Переход О'Мэлли в новое качество бытия, в отличие от аналогичного у Биттаси, носит более последовательный и менее устрашающий характер. Ирландец испробовал все средства, чтобы донести до человечества свои идеи, показать им истину, воспринятую на личном опыте: древний, чистый мир подлинной красоты жив, чтобы вступить в него, необязательно куда-то ехать, точки пересечения могут возникнуть где угодно и в любой момент при должном умонастроении. Но люди оказались глухи к его призывам, сочли безобидным одержимым, а герой, в свою очередь, просто счел, что сделал все возможное, и его время уйти настало.
Такая картина, конечно, не имеет ничего общего с постепенным, неуклонным духовным разложением Луциана Тейлора у Мейчена.
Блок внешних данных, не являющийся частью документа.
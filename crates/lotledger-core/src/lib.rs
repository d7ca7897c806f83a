//! # Lotledger Core
//!
//! Inventory ledger engine: Stock, Pick and Restock against a shared pool of
//! item lots, with non-negative quantities, FIFO multi-lot allocation and an
//! append-only transaction log.
//!
//! This crate provides the domain model, the storage abstraction and the
//! engine itself, independent of any transport or user interface.
//!
//! ## Architecture
//!
//! - **validation**: request checks that run before any lock is taken
//! - **concurrency**: per-lot lock table, transaction sessions, retry helper
//! - **allocation**: FIFO portioning across candidate lots
//! - **engine**: the `Ledger` type exposing stock/pick/restock/adjust
//! - **storage**: `LotStore` trait and the SQLite backend
//! - **audit**: log replay and reconciliation against stored quantities

pub mod allocation;
pub mod audit;
pub mod clock;
pub mod concurrency;
pub mod config;
pub mod engine;
pub mod error;
pub mod fs;
pub mod request;
pub mod storage;
pub mod validation;

pub use audit::{Discrepancy, ReconcileReport};
pub use clock::{Clock, FixedClock, SystemClock};
pub use concurrency::{with_retry, RetryPolicy};
pub use config::{ConcurrencySettings, EngineConfig, Limits};
pub use engine::{ItemSummary, Ledger, LotChange, OperationOutcome};
pub use error::{LedgerError, Result};
pub use request::{AdjustRequest, PickRequest, RestockRequest, RestockTarget, StockRequest};
pub use storage::{
    EntryFilter, LedgerEntry, Lot, LotId, LotMetadata, LotStore, OperationKind, SqliteLotStore,
};

/// Core version information
pub const VERSION: &str = env!("CARGO_PKG_VERSION");
//! Stock, pick, restock and adjust.
//!
//! Each handler builds a request, runs it under the ledger's retry policy
//! and prints the outcome.

use lotledger_core::{
    with_retry, AdjustRequest, LotId, LotMetadata, OperationOutcome, PickRequest,
    RestockRequest, StockRequest,
};

use crate::app::AppContext;
use crate::cli::{AdjustArgs, PickArgs, RestockArgs, StockArgs};
use crate::errors::CliError;
use crate::output::{print_json, print_outcome};

pub fn handle_stock(ctx: &AppContext, args: &StockArgs) -> anyhow::Result<()> {
    let ledger = ctx.ledger()?;

    let mut request = StockRequest::new(&args.item, args.quantity, &args.location, ctx.actor())
        .with_metadata(LotMetadata {
            mpn: args.mpn.clone(),
            date_code: args.date_code.clone(),
            msl: args.msl.clone(),
        });
    if let Some(lot) = args.lot {
        request = request.with_lot(LotId(lot));
    }
    if let Some(ref work_order) = args.work_order {
        request = request.with_work_order(work_order);
    }

    let outcome = with_retry(&ledger.retry_policy(), || ledger.stock(&request))?;
    report(ctx, &outcome)
}

pub fn handle_pick(ctx: &AppContext, args: &PickArgs) -> anyhow::Result<()> {
    let ledger = ctx.ledger()?;

    let mut request = PickRequest::new(&args.item, args.quantity, ctx.actor());
    if let Some(lot) = args.lot {
        request = request.with_lot(LotId(lot));
    }
    if let Some(ref destination) = args.destination {
        request = request.with_destination(destination);
    }
    if let Some(ref work_order) = args.work_order {
        request = request.with_work_order(work_order);
    }

    let outcome = with_retry(&ledger.retry_policy(), || ledger.pick(&request))?;
    report(ctx, &outcome)
}

pub fn handle_restock(ctx: &AppContext, args: &RestockArgs) -> anyhow::Result<()> {
    let ledger = ctx.ledger()?;

    let mut request = match (args.lot, args.item.as_deref()) {
        (Some(lot), None) => RestockRequest::for_lot(LotId(lot), args.quantity, ctx.actor()),
        (None, Some(item)) => RestockRequest::for_item(item, args.quantity, ctx.actor()),
        _ => {
            return Err(
                CliError::invalid_input("Pass exactly one of --lot or --item").into(),
            )
        }
    };
    if let Some(ref location) = args.location {
        request = request.with_location(location);
    }
    if let Some(ref work_order) = args.work_order {
        request = request.with_work_order(work_order);
    }

    let outcome = with_retry(&ledger.retry_policy(), || ledger.restock(&request))?;
    report(ctx, &outcome)
}

pub fn handle_adjust(ctx: &AppContext, args: &AdjustArgs) -> anyhow::Result<()> {
    let ledger = ctx.ledger()?;

    let mut request = AdjustRequest::new(LotId(args.lot), args.delta, ctx.actor());
    if let Some(ref work_order) = args.work_order {
        request = request.with_work_order(work_order);
    }

    let outcome = with_retry(&ledger.retry_policy(), || ledger.adjust(&request))?;
    report(ctx, &outcome)
}

fn report(ctx: &AppContext, outcome: &OperationOutcome) -> anyhow::Result<()> {
    if ctx.json() {
        return print_json(outcome);
    }
    print_outcome(outcome, ctx.quiet());
    Ok(())
}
Хотя у этого героя также можно отметить тягу к природе, самоидентификацию с мифологической персонификацией природных сил (конкретно - фавном), однако постепенно в нем возобладало темное, деструктивное начало, что и привело к гибели.
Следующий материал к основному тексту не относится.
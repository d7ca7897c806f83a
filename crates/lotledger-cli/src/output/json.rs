//! JSON output formatting.

use serde::Serialize;

/// Print a value as pretty JSON on stdout.
pub fn print_json<T: Serialize + ?Sized>(value: &T) -> anyhow::Result<()> {
    let output = serde_json::to_string_pretty(value)?;
    println!("{}", output);
    Ok(())
}
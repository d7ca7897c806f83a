//! Text and table output formatting.

use std::io::IsTerminal;

use chrono::SecondsFormat;
use comfy_table::modifiers::UTF8_ROUND_CORNERS;
use comfy_table::presets::{NOTHING, UTF8_FULL};
use comfy_table::{Cell, CellAlignment, ContentArrangement, Table};

use lotledger_core::audit::Discrepancy;
use lotledger_core::{LedgerEntry, Lot, OperationOutcome, ReconcileReport};

fn new_table(header: &[&str]) -> Table {
    let mut table = Table::new();
    if std::io::stdout().is_terminal() {
        table
            .load_preset(UTF8_FULL)
            .apply_modifier(UTF8_ROUND_CORNERS);
    } else {
        table.load_preset(NOTHING);
    }
    table
        .set_content_arrangement(ContentArrangement::Dynamic)
        .set_header(header.to_vec());
    table
}

fn number(value: i64) -> Cell {
    Cell::new(value).set_alignment(CellAlignment::Right)
}

fn optional(value: Option<&str>) -> Cell {
    Cell::new(value.unwrap_or("-"))
}

/// Table of lots, one row each.
pub fn lots_table(lots: &[Lot]) -> Table {
    let mut table = new_table(&[
        "LOT", "ITEM", "ON HAND", "STAGED", "LOCATION", "MPN", "DATE CODE", "UPDATED",
    ]);
    for lot in lots {
        table.add_row(vec![
            number(lot.id.get()),
            Cell::new(&lot.item),
            number(lot.on_hand_qty),
            number(lot.staged_qty),
            optional(lot.location.as_deref()),
            optional(lot.metadata.mpn.as_deref()),
            optional(lot.metadata.date_code.as_deref()),
            Cell::new(lot.last_modified.to_rfc3339_opts(SecondsFormat::Secs, true)),
        ]);
    }
    table
}

/// Table of ledger entries in the order given.
pub fn entries_table(entries: &[LedgerEntry]) -> Table {
    let mut table = new_table(&[
        "#", "TIME", "KIND", "LOT", "ITEM", "QTY", "FROM", "TO", "ACTOR", "WORK ORDER",
    ]);
    for entry in entries {
        table.add_row(vec![
            number(entry.entry_id),
            Cell::new(entry.timestamp.to_rfc3339_opts(SecondsFormat::Secs, true)),
            Cell::new(entry.kind),
            number(entry.lot_id.get()),
            Cell::new(&entry.item),
            number(entry.quantity_delta),
            optional(entry.location_from.as_deref()),
            optional(entry.location_to.as_deref()),
            Cell::new(&entry.actor),
            optional(entry.work_order.as_deref()),
        ]);
    }
    table
}

/// Print the result of a committed operation.
///
/// Quiet mode prints only the changed lot ids, one per line.
pub fn print_outcome(outcome: &OperationOutcome, quiet: bool) {
    if quiet {
        for change in &outcome.lots {
            println!("{}", change.lot_id);
        }
        return;
    }

    println!(
        "{} {} x{} committed (operation {})",
        outcome.kind, outcome.item, outcome.quantity, outcome.operation_id
    );
    let mut table = new_table(&["LOT", "MOVED", "ON HAND", "STAGED", "LOCATION", ""]);
    for change in &outcome.lots {
        table.add_row(vec![
            number(change.lot_id.get()),
            number(change.quantity),
            number(change.on_hand_qty),
            number(change.staged_qty),
            optional(change.location.as_deref()),
            Cell::new(if change.created { "new" } else { "" }),
        ]);
    }
    println!("{}", table);
}

/// Print one lot as key-value lines.
pub fn print_lot(lot: &Lot, quiet: bool) {
    if quiet {
        println!("{} {} {}", lot.id, lot.on_hand_qty, lot.staged_qty);
        return;
    }
    println!("Lot: {}", lot.id);
    println!("Item: {}", lot.item);
    println!("On hand: {}", lot.on_hand_qty);
    println!("Staged: {}", lot.staged_qty);
    println!("Location: {}", lot.location.as_deref().unwrap_or("-"));
    if let Some(ref mpn) = lot.metadata.mpn {
        println!("MPN: {}", mpn);
    }
    if let Some(ref date_code) = lot.metadata.date_code {
        println!("Date code: {}", date_code);
    }
    if let Some(ref msl) = lot.metadata.msl {
        println!("MSL: {}", msl);
    }
    println!(
        "Created: {}",
        lot.created_at.to_rfc3339_opts(SecondsFormat::Secs, true)
    );
    println!(
        "Updated: {}",
        lot.last_modified.to_rfc3339_opts(SecondsFormat::Secs, true)
    );
}

/// Print a reconciliation report.
pub fn print_report(report: &ReconcileReport, quiet: bool) {
    if report.is_clean() {
        if !quiet {
            println!("Integrity check: OK");
            println!("- database integrity: OK");
            println!("- foreign keys: OK");
            println!(
                "- ledger replay: OK ({} lots, {} entries)",
                report.lots_checked, report.entries_replayed
            );
        }
        return;
    }

    eprintln!("Integrity check: FAILED");
    for discrepancy in &report.discrepancies {
        eprintln!("- {}", describe(discrepancy));
    }
}

fn describe(discrepancy: &Discrepancy) -> String {
    match discrepancy {
        Discrepancy::QuantityMismatch {
            lot_id,
            stored_on_hand,
            stored_staged,
            replayed_on_hand,
            replayed_staged,
        } => format!(
            "lot {}: stored {}/{} (on hand/staged), log replays to {}/{}",
            lot_id, stored_on_hand, stored_staged, replayed_on_hand, replayed_staged
        ),
        Discrepancy::NegativeStored {
            lot_id,
            on_hand_qty,
            staged_qty,
        } => format!(
            "lot {}: negative stored quantity {}/{}",
            lot_id, on_hand_qty, staged_qty
        ),
        Discrepancy::NegativeReplay { lot_id, entry_id } => format!(
            "lot {}: replay goes negative at entry {}",
            lot_id, entry_id
        ),
        Discrepancy::ItemMismatch {
            lot_id,
            entry_id,
            lot_item,
            entry_item,
        } => format!(
            "lot {}: entry {} records item {} but the lot holds {}",
            lot_id, entry_id, entry_item, lot_item
        ),
        Discrepancy::OrphanEntry { lot_id, entry_id } => {
            format!("entry {} references missing lot {}", entry_id, lot_id)
        }
    }
}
В заключение же следует подчеркнуть, что оба автора, и Мейчен, и Блэквуд, воспевали невыразимую таинственность и красоту природы, и описание стремления человека уйти в нее от тягот повседневной жизни, растворить свое «я» в мировой гармонии, роднит их, несмотря на различие интерпретаций эскапистской идеи. У Мейчена очень ярко описана опасность ложного пути, ведущего творческую личность к распаду, Блэквуд же убедительно показал силу природы, способную сделать тонко чувствующего человека причастным тайн и красот прамира и обрести, таким образом, утраченную гармонию.
Библиографический список
1. Блэквуд Э. Кентавр. М., 2011.
2. Мейчен А. Сад Аваллона: Избр. произв. М., 2006.
3. Стефанов Ю.Н. Алхимическая тинктура Артура Макена // Стефанов Ю.Н.
Мистики, оккультисты, эзотерики. М., 2006. С. 271-314.